Collected data:
------
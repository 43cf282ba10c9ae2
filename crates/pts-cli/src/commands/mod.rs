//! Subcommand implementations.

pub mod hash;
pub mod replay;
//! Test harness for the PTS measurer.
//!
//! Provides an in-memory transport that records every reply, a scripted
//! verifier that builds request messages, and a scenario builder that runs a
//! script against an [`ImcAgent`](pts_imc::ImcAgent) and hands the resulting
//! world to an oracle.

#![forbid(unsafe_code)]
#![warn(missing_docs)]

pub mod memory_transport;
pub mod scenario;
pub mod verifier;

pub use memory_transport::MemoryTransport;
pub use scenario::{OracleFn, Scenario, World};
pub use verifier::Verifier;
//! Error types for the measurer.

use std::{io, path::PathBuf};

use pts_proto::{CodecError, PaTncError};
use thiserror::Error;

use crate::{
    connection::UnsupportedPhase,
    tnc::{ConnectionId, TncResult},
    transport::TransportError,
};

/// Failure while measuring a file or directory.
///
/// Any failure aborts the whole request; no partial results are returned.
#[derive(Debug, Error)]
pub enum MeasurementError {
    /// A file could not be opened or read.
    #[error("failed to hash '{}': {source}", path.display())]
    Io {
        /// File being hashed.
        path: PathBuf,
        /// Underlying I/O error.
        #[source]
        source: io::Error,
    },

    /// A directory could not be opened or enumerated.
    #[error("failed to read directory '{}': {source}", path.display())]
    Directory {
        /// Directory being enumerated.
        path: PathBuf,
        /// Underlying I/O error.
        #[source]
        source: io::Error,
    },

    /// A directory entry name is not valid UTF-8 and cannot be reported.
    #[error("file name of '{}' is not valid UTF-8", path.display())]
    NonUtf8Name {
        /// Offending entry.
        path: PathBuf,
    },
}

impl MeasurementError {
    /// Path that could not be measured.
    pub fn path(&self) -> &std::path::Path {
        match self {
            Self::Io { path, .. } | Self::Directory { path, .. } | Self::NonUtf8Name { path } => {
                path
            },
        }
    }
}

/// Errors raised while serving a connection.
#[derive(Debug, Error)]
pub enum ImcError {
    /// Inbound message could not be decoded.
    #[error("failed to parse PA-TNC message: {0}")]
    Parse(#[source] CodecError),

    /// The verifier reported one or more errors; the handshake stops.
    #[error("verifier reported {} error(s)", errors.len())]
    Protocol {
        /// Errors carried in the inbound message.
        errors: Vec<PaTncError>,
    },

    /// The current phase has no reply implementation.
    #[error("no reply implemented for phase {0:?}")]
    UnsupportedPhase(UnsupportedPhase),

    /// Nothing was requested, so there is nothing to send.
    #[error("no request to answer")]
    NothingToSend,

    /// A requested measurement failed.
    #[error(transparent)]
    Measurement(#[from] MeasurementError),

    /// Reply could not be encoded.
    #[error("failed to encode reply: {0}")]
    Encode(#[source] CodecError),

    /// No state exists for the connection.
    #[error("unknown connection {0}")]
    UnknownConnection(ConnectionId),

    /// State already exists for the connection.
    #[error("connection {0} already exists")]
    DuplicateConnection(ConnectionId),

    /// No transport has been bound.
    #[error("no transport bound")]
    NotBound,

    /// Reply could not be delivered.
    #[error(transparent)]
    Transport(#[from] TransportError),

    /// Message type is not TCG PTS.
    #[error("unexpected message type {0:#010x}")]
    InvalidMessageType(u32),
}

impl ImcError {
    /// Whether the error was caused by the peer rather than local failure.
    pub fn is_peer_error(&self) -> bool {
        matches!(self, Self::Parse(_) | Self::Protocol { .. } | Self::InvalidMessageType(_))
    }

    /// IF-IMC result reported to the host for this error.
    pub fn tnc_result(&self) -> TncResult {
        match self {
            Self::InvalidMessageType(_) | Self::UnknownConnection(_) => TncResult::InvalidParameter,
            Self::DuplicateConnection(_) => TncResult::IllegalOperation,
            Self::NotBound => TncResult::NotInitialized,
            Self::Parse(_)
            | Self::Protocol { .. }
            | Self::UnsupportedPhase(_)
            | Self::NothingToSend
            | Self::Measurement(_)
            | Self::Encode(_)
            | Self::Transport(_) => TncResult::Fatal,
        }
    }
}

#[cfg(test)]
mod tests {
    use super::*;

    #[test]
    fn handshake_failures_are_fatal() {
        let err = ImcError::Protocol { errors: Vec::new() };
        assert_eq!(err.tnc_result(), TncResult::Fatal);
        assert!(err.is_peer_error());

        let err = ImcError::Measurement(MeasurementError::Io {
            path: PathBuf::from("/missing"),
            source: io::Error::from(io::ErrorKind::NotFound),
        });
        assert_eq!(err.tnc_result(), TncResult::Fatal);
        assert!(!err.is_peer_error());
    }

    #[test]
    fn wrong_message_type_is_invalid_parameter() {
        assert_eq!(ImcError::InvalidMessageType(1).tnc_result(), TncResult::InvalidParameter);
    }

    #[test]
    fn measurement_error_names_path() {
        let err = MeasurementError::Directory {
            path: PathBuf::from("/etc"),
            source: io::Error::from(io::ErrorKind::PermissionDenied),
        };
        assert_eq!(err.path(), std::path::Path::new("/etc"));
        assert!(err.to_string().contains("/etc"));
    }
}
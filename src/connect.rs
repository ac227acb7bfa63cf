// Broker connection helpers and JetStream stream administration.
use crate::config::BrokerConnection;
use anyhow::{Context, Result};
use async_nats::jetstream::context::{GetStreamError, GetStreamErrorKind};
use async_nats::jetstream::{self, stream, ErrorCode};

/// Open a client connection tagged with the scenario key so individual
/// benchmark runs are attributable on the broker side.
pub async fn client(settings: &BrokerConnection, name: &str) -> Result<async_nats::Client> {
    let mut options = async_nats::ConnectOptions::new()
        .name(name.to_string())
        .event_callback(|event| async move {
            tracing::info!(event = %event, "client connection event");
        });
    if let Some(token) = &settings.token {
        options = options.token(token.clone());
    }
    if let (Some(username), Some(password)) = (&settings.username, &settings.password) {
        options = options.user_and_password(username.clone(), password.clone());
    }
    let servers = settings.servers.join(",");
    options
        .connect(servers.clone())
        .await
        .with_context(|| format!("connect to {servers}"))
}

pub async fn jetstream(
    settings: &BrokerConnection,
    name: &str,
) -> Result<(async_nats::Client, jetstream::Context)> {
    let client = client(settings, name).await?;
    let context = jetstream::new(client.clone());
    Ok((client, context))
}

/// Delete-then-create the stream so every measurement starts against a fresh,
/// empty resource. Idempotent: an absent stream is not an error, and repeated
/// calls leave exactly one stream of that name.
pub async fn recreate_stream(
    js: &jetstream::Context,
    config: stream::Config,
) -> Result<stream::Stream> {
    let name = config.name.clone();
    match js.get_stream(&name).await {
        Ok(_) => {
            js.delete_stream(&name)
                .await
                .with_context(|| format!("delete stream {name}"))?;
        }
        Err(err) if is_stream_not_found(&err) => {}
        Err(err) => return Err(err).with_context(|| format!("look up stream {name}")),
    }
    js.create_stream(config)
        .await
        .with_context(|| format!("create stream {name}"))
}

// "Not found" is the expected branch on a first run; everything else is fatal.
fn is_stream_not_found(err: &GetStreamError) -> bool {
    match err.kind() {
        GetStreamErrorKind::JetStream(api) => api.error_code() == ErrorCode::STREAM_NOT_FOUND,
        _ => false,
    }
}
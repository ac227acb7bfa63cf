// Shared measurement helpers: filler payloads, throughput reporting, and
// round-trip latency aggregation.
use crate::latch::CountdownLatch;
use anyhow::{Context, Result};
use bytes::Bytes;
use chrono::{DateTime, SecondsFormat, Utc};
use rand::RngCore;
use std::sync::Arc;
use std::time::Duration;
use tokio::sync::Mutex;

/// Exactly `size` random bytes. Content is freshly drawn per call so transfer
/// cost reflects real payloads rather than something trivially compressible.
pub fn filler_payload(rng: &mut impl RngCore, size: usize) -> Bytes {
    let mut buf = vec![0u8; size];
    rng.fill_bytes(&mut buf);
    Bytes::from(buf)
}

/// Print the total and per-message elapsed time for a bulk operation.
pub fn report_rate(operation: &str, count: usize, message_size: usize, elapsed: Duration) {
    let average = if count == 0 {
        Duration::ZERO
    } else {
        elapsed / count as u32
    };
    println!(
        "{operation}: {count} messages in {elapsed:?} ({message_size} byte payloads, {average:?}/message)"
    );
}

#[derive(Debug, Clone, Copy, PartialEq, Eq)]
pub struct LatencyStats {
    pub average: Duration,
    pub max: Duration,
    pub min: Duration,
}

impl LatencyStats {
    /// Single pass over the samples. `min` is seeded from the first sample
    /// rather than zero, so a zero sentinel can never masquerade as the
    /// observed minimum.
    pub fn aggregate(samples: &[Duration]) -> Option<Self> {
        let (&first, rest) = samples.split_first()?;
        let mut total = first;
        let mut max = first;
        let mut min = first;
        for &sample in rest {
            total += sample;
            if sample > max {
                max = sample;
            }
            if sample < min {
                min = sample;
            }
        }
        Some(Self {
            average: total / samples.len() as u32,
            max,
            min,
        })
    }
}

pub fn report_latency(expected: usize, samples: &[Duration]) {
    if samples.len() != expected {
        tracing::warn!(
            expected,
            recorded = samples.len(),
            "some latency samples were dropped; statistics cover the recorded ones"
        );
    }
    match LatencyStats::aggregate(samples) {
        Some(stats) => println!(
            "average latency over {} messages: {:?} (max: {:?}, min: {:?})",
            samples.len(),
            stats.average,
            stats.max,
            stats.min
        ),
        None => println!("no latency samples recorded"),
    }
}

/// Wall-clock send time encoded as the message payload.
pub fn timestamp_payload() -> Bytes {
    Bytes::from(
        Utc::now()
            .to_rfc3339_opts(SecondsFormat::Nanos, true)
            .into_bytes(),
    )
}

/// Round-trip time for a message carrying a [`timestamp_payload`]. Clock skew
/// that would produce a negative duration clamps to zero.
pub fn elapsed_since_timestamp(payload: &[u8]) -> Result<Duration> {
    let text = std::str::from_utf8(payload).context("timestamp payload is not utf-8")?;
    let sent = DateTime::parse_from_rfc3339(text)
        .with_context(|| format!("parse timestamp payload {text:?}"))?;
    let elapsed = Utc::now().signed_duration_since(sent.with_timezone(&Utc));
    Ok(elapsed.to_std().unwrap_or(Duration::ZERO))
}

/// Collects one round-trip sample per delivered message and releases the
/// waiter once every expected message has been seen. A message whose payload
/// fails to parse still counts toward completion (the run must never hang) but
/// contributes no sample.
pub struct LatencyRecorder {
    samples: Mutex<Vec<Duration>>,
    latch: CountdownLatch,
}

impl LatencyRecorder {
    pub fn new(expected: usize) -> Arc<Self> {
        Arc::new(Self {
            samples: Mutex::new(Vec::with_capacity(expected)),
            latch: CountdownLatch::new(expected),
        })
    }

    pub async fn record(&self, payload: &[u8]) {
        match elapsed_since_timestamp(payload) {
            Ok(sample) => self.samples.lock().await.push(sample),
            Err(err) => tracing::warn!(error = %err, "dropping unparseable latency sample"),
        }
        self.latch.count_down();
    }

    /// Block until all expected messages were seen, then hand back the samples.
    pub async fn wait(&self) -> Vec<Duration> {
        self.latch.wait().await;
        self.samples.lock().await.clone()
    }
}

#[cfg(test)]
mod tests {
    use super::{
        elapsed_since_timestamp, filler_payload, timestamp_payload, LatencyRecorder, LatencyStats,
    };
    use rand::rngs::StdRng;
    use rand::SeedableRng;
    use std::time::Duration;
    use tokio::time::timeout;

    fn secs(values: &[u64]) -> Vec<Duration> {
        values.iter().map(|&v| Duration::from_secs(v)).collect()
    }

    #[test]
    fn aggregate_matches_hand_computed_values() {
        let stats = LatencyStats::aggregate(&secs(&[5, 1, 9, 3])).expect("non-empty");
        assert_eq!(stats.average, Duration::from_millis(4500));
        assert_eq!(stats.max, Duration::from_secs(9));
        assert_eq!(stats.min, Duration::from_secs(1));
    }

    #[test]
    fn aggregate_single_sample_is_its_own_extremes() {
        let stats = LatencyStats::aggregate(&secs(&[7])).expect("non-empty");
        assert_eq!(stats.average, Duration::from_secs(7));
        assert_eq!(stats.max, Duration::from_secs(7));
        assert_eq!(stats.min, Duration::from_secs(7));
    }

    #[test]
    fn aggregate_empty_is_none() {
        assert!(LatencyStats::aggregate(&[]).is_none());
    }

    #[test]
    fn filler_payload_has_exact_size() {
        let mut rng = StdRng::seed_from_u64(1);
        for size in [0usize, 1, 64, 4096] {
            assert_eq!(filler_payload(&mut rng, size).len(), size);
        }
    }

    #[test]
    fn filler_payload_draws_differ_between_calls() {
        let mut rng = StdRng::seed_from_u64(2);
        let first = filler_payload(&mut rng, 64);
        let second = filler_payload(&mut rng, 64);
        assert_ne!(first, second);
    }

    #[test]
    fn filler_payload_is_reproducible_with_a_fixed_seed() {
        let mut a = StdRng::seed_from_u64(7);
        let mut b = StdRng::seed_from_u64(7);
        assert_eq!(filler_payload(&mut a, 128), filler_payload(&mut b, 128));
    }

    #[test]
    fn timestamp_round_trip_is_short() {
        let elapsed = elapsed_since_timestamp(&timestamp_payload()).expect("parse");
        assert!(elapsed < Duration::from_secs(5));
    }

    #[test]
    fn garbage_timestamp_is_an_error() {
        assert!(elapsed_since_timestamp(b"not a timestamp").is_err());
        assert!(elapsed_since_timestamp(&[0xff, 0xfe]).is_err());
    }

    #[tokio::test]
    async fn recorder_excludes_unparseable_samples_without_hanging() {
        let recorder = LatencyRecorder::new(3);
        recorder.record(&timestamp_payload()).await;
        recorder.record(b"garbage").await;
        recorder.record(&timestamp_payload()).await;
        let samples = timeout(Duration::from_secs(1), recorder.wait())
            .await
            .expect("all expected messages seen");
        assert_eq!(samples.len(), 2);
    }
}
------
What to produce » Of the lines above, retype only those from the line containing "and releases the" through the line containing "pub fn new(expected: usize)", including both, exactly.

Exercise solution »
/// Collects one round-trip sample per delivered message and releases the
/// waiter once every expected message has been seen. A message whose payload
/// fails to parse still counts toward completion (the run must never hang) but
/// contributes no sample.
pub struct LatencyRecorder {
    samples: Mutex<Vec<Duration>>,
    latch: CountdownLatch,
}

impl LatencyRecorder {
    pub fn new(expected: usize) -> Arc<Self> {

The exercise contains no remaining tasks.